Устрашающий образ глаза, самостоятельно сохраняющего изображение, зрения без субъекта, возникает в новелле С. Кржижановского, где рассказчик получает от странного попутчика в подарок четки, при ближайшем рассмотрении оказавшиеся нанизанными на нить («прорезями узких зрачков») глазами умерших метафизиков – людей, «заболевших миром»[53]. Рассказчик подробно описывает свое исследование с помощью офтальмоскопа глазного дна омертвевших зрачков и сетчатки, надеясь получить изображение того, что видели эти глаза при жизни.
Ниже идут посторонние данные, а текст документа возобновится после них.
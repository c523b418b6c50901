// Copyright 2026 the Reconcile Authors
// SPDX-License-Identifier: Apache-2.0 OR MIT

//! Protocol constants, configuration surface, and wire shapes.

use serde::{Deserialize, Serialize};

/// `type` value an inbound message must carry to be treated as an
/// impression report. Anything else is silently ignored.
pub const IMPRESSION_REQUEST_TYPE: &str = "rsdk:impression:req";

/// Targeting key holding the resolved slot's ad-unit path.
pub const TARGETING_AD_UNIT_KEY: &str = "RSDK_AUID";

/// Targeting key holding the per-render delivery id.
pub const TARGETING_DELIVERY_KEY: &str = "RSDK_ADID";

/// Confirmation endpoint announced to once per targeting cycle.
pub const INIT_ENDPOINT: &str = "https://confirm.fiduciadlt.com/init";

/// Confirmation endpoint receiving verified impression beacons.
pub const IMPRESSION_ENDPOINT: &str = "https://confirm.fiduciadlt.com/imp";

/// Module configuration as handed over by the host framework.
///
/// The host routes by `name` (`"reconciliation"` for this module); the
/// module itself only consumes `params`.
#[derive(Clone, Debug, Deserialize)]
pub struct ModuleConfig {
    /// Module name used by the host framework for routing.
    pub name: String,
    /// Module parameters.
    #[serde(default)]
    pub params: ModuleParams,
}

/// Parameters of [`ModuleConfig`].
#[derive(Clone, Debug, Default, Deserialize)]
#[serde(rename_all = "camelCase")]
pub struct ModuleParams {
    /// Identifies the publisher to the confirmation endpoint. Absence is a
    /// configuration error but does not deactivate the module.
    #[serde(default)]
    pub publisher_member_id: Option<String>,
}

/// Targeting pair issued for one resolved ad unit in one targeting cycle.
///
/// Serializes to the wire keys the creative-side tag reads back
/// (`RSDK_AUID` / `RSDK_ADID`).
#[derive(Clone, Debug, Eq, PartialEq, Serialize)]
pub struct TargetingEntry {
    /// Resolved slot's ad-unit path.
    #[serde(rename = "RSDK_AUID")]
    pub ad_unit_id: String,
    /// Freshly generated delivery id, unique per generation call.
    #[serde(rename = "RSDK_ADID")]
    pub ad_delivery_id: String,
}

/// Untrusted inbound cross-frame message.
///
/// Deserialization is the shape gate: `type` and both `args` fields must be
/// present as strings, or the message is discarded. Unknown extra fields
/// are tolerated.
#[derive(Clone, Debug, Deserialize)]
pub struct ImpressionMessage {
    /// Protocol discriminator; must equal [`IMPRESSION_REQUEST_TYPE`].
    #[serde(rename = "type")]
    pub kind: String,
    /// Creative-supplied identifiers, passed through verbatim.
    pub args: ImpressionArgs,
}

/// Arguments of an [`ImpressionMessage`].
#[derive(Clone, Debug, Deserialize)]
#[serde(rename_all = "camelCase")]
pub struct ImpressionArgs {
    /// Opaque member id asserted by the creative.
    pub source_member_id: String,
    /// Opaque impression id asserted by the creative.
    pub source_impression_id: String,
}

/// One ad unit entry in the init announcement body.
#[derive(Clone, Debug, Eq, PartialEq, Serialize)]
#[serde(rename_all = "camelCase")]
pub struct InitAdUnit {
    /// Resolved slot's ad-unit path.
    pub ad_unit_id: String,
    /// Delivery id issued for this render.
    pub ad_delivery_id: String,
}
Здесь можно видеть интерпретацию известного представления о том, что глаз умершего фиксирует последнее изображение. Эта идея в конце XIX века стала предметом научных дискуссий и экспериментов. Офтальмологами и физиологами был проведен ряд опытов на глазах лягушки и кролика, доказывающих возможность фиксации на сетчатке глаза, находящегося в темноте, изображения святящегося объекта, что возможно при изменении под действием света зрительных пигментов. Сам метод был назван оптографией, а полученное изображение – оптограммой. В 1882 году немецкий физиолог Вильгельм Фридрих Кюне сделал фотографию оптограммы казненного преступника, но вместо изображения палача там было запечатлено светлое пятно, интерпретированное Кюне как изображение солнца, на которое упал последний взгляд казненного. Хотя строгого научного подтверждения так и не было получено, метод оптографии на рубеже веков стал активно использоваться в раскрытии преступлений, на основе фотографий оптограмм убитых было разоблачено несколько преступников, но при детальном расследовании все случаи оказались фальсификациями – выяснилось, что фотографии были ретушированными. Тем не менее описанный метод был очень популярен и нашел отражение в написанном в 1898 и изданном в 1902 году романе Жюля Верна «Братья Кип» (в 1902 году роман был опубликован и на русском языке в журнале «Вокруг света»), где фотография глаз убитого капитана помогает изобличить настоящих убийц.